Edinburgh, Scotland, U.K. – With media almost unceasingly covering Brexit and the U.S. president’s newest whims, it comes easily to forget that the rest of the world exists, too.  

Poland will have its next general election for the Parliament this Sunday, and perhaps enter another chapter in its contemporary history.  

The last four years – when the conservative party Law and Justice (Prawo i Sprawiedliwosc) formed a majority of the government – were turbulent. They began with the Constitutional Court crisis and the formation of a cross-party opposition movement. 

The women’s rights movement grew strong holding ‘Black Protests’ (Czarne Protesty) in reaction to the ruling party’s plan to ban abortion in all cases except to save a woman’s life.  

The Law and Justice party’s deprecatory response to Pride marches and the violence directed towards the marchers by adversaries dominated the news in recent months.  

Environment-wise, we saw the dispute over the Bialowieza National Park logging and a successful civil disobedience protest against it, which required intervention from the EU. 

Last year’s United Nations Climate Change Conference, COP24 in Katowice, Poland, witnessed an embarrassing attempt by President Andrzej Duda to advertise coal as Poland’s energy plan for the undetermined future. 

Duda’s party has also refrained from intervening in the violating of EU-protected nature areas in Poland, such as Mierzeja Wislana (Vistula Spit).  

This month marks two years since the death of Piotr Szczesny, who publicly committed suicide in front of Warsaw’s landmark, the Palace of Culture, in protest against Law and Justice’s rules.  

The Polish society is polarized and there is nothing certain about the outcome of the Sunday election.  

Although the people who want clean energy, religious freedom and human rights for women and the LGBT+ population are unified against Law and Justice, the image of the ruling party is not as black-and-white as it might seem.  

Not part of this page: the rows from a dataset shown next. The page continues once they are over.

//! research-workflow: a checkpointed, self-correcting research state machine
//!
//! A research session moves through a fixed set of stages:
//!
//! ```text
//!  ┌──────┐   ┌────────┐   ┌──────────┐   ┌────────────┐   ┌──────────────┐
//!  │ Plan │──▶│ Search │──▶│ Validate │──▶│ Synthesize │──▶│ SafetyCheck  │──▶ Success
//!  └──────┘   └────────┘   └──────────┘   └────────────┘   └──────────────┘
//!     ▲            │             │               │                 │
//!     │            └─────────────┴───────┬───────┴─────────────────┘
//!     │                                  ▼ (failed, budget left)
//!     │                            ┌───────────┐
//!     └────────────────────────────│ Reflexion │        (budget spent) ──▶ FailedMaxRetries
//!                                  └───────────┘
//! ```
//!
//! - [`stages`]: pure stage functions `(SessionState, collaborators) -> (SessionState, StageOutcome)`
//! - [`router`]: exhaustive transition table
//! - [`checkpoint`]: keyed snapshot persistence (memory, file, SQLite)
//! - [`engine`]: the driver loop that executes, routes and checkpoints
//!
//! External capabilities are narrow traits so tests can substitute
//! deterministic fakes:
//!
//! - [`CompletionProvider`] for plans, drafts, critiques and LLM safety review
//! - [`SearchProvider`] for candidate sources
//! - [`SafetyPolicy`] for verdicts on sources and drafts
//!
//! # Usage
//!
//! ```rust,ignore
//! use std::sync::Arc;
//! use research_workflow::{
//!     Collaborators, MemoryCheckpointStore, RulePolicy, WorkflowConfig, WorkflowEngine,
//! };
//!
//! let config = WorkflowConfig::default();
//! let safety = Arc::new(RulePolicy::from_config(&config.safety)?);
//! let collaborators = Collaborators::new(llm, search, safety);
//! let engine = WorkflowEngine::new(collaborators, Arc::new(MemoryCheckpointStore::new()), config)?;
//!
//! let state = engine.run("benefits of renewable energy", None).await?;
//! println!("{:?}: {}", state.status, state.draft);
//! ```

pub mod checkpoint;
pub mod config;
pub mod engine;
pub mod error;
pub mod llm;
pub mod parser;
pub mod prompts;
pub mod rate_limit;
pub mod router;
pub mod safety;
pub mod search;
pub mod stages;
pub mod state;

// Re-exports for convenience
pub use checkpoint::{
    create_store, Checkpoint, CheckpointStore, CheckpointerConfig, FileCheckpointStore,
    MemoryCheckpointStore,
};
#[cfg(feature = "checkpointer-sqlite")]
pub use checkpoint::SqliteCheckpointStore;
pub use config::{RateLimitConfig, RetryPolicy, SafetyPolicyConfig, WorkflowConfig};
pub use engine::WorkflowEngine;
pub use error::{CheckpointError, CollaboratorError, RouteError, StageError, WorkflowError};
pub use llm::{CompletionProvider, CompletionSettings, Retrying, RigCompletionProvider};
pub use parser::{parse_plan, parse_reflexion, parse_synthesis, parse_verdict, SynthesisOutput};
pub use prompts::ResearchPrompts;
pub use rate_limit::{RateGate, Throttled, TokenBucket};
pub use router::{Decision, Router};
pub use safety::{
    aggregate, Assessment, ContentModerator, LayeredPolicy, LlmSafetyPolicy, RulePolicy,
    SafetyPolicy, SafetySubject, UrlValidator,
};
pub use search::{SearchHit, SearchProvider, TavilySearchProvider};
pub use stages::{Collaborators, StageResult};
pub use state::{
    Cursor, HistoryEntry, HistoryOutcome, OutcomeKind, ReflexionCritique, ResearchPlan,
    SafetyRecord, SessionState, SessionStatus, Source, Stage, StageOutcome, Verdict,
};
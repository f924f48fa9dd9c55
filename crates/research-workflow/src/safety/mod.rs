//! Safety gate
//!
//! A [`SafetyPolicy`] turns a source or a draft into an [`Assessment`].
//! [`RulePolicy`] applies domain and keyword rules locally;
//! [`LlmSafetyPolicy`] asks a language model; [`LayeredPolicy`] runs the
//! rules first and escalates only uncertain cases to the model.

mod review;
mod rules;

use async_trait::async_trait;
use serde::{Deserialize, Serialize};

use crate::error::CollaboratorError;
use crate::state::Verdict;

pub use review::{LayeredPolicy, LlmSafetyPolicy};
pub use rules::{ContentModerator, RulePolicy, UrlValidator};

/// What is being classified
#[derive(Debug, Clone, Copy, PartialEq, Eq)]
pub enum SafetySubject<'a> {
    Source { url: &'a str, content: &'a str },
    Draft(&'a str),
}

impl SafetySubject<'_> {
    /// Label stored on the resulting safety record
    pub fn label(&self) -> String {
        match self {
            Self::Source { url, .. } => url.to_string(),
            Self::Draft(_) => "draft".to_string(),
        }
    }
}

/// A single classification
#[derive(Debug, Clone, PartialEq, Serialize, Deserialize)]
pub struct Assessment {
    pub verdict: Verdict,
    pub confidence: f32,
    pub reason: String,
    #[serde(default)]
    pub flagged: Vec<String>,
}

impl Assessment {
    pub fn new(verdict: Verdict, confidence: f32, reason: impl Into<String>) -> Self {
        Self {
            verdict,
            confidence: confidence.clamp(0.0, 1.0),
            reason: reason.into(),
            flagged: Vec::new(),
        }
    }

    pub fn safe(confidence: f32, reason: impl Into<String>) -> Self {
        Self::new(Verdict::Safe, confidence, reason)
    }

    pub fn unsafe_(confidence: f32, reason: impl Into<String>) -> Self {
        Self::new(Verdict::Unsafe, confidence, reason)
    }

    pub fn uncertain(confidence: f32, reason: impl Into<String>) -> Self {
        Self::new(Verdict::Uncertain, confidence, reason)
    }

    pub fn with_flagged(mut self, flagged: Vec<String>) -> Self {
        self.flagged = flagged;
        self
    }

    pub fn is_safe(&self) -> bool {
        self.verdict == Verdict::Safe
    }
}

/// Safety classification capability
#[async_trait]
pub trait SafetyPolicy: Send + Sync {
    async fn classify(&self, subject: &SafetySubject<'_>) -> Result<Assessment, CollaboratorError>;
}

/// Combine several checks: any unsafe wins, then any uncertain, else safe.
/// Confidence is the lowest among the checks that decided the verdict.
pub fn aggregate(assessments: &[Assessment]) -> Assessment {
    if assessments.is_empty() {
        return Assessment::uncertain(0.0, "no checks performed");
    }

    let verdict = if assessments.iter().any(|a| a.verdict == Verdict::Unsafe) {
        Verdict::Unsafe
    } else if assessments.iter().any(|a| a.verdict == Verdict::Uncertain) {
        Verdict::Uncertain
    } else {
        Verdict::Safe
    };

    let deciding: Vec<&Assessment> = assessments.iter().filter(|a| a.verdict == verdict).collect();
    let confidence = deciding
        .iter()
        .map(|a| a.confidence)
        .fold(f32::INFINITY, f32::min);
    let reason = deciding
        .iter()
        .map(|a| a.reason.as_str())
        .filter(|r| !r.is_empty())
        .collect::<Vec<_>>()
        .join("; ");

    let mut flagged: Vec<String> = Vec::new();
    for item in assessments.iter().flat_map(|a| a.flagged.iter()) {
        if !flagged.contains(item) {
            flagged.push(item.clone());
        }
    }

    Assessment::new(verdict, confidence, reason).with_flagged(flagged)
}

#[cfg(test)]
mod tests {
    use super::*;

    #[test]
    fn test_aggregate_unsafe_wins() {
        let checks = vec![
            Assessment::safe(0.9, "trusted domain"),
            Assessment::safe(0.8, "no blocked keywords"),
            Assessment::unsafe_(0.7, "blocked keywords").with_flagged(vec!["violence".into()]),
        ];
        let combined = aggregate(&checks);
        assert_eq!(combined.verdict, Verdict::Unsafe);
        assert!(!combined.is_safe());
        assert!((combined.confidence - 0.7).abs() < 1e-6);
        assert_eq!(combined.flagged, vec!["violence"]);
    }

    #[test]
    fn test_aggregate_uncertain_over_safe() {
        let checks = vec![
            Assessment::safe(0.9, "a"),
            Assessment::uncertain(0.5, "unknown domain"),
        ];
        let combined = aggregate(&checks);
        assert_eq!(combined.verdict, Verdict::Uncertain);
        assert_eq!(combined.reason, "unknown domain");
    }

    #[test]
    fn test_aggregate_all_safe_takes_min_confidence() {
        let checks = vec![Assessment::safe(0.9, "a"), Assessment::safe(0.8, "b")];
        let combined = aggregate(&checks);
        assert_eq!(combined.verdict, Verdict::Safe);
        assert!((combined.confidence - 0.8).abs() < 1e-6);
        assert_eq!(combined.reason, "a; b");
    }

    #[test]
    fn test_aggregate_empty() {
        assert_eq!(aggregate(&[]).verdict, Verdict::Uncertain);
    }

    #[test]
    fn test_subject_label() {
        let subject = SafetySubject::Source {
            url: "https://arxiv.org/abs/1",
            content: "",
        };
        assert_eq!(subject.label(), "https://arxiv.org/abs/1");
        assert_eq!(SafetySubject::Draft("text").label(), "draft");
    }
}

Their 500+ policy, which gives a monthly allowance of 500 zlotys (~£100 or about $127 U.S. dollars) per child under 18 to each family in Poland, not surprisingly has become very popular since it began in 2016.  

Such an example of ‘pro-family politics’ is only part of the party’s crusade to equate being a good Pole with being a good Catholic. The party not only has a generous supply of ‘electoral sausage’ (kiełbasa wyborcza, Polish equivalent of ‘pork barrel’), they seem to have convinced their followers that the true value of their faith lies in what political party gets their vote. 

In some churches you can hear the Catholic priests preach that voting for Kaczynski’s party, Law and Justice, is the only morally acceptable choice a good Catholic can make.

The problem addressed by Martin Luther in his 95 theses 500 years ago seems to be repeating – only now, in times of universal suffrage, remissions of sins have become not only commercialized but also politicized.  

News from home feels like fiction a lot of the time. 

As a young woman studying at an esteemed university in the West, I have been educated on the social constructions of gender and the causes and impacts of climate change. My student union has liberation officers for LGBT+, women and people of color. Euroscepticism in my social circle is treated like a crime. 

Nothing of what is happening back in Poland fits my understanding of what is normal or even possible in 2019.  

The election is no longer about which party offers a better benefits program. It is a contest of ideologies.  

The Civic Coalition and Lewica, supporting human rights and clean energy – politics generally considered progressive – stand on one side. On the other – Law and Justice, a coal-based economy and discriminatory laws justified by religious and moralistic motivations.  

The outcome of this election should matter not only to the Polish people but to those beyond the country’s boundaries. 

The expansion of right-wing populist governments is a real issue that has been noticed worldwide and whether Poland will remain in this zone matters. 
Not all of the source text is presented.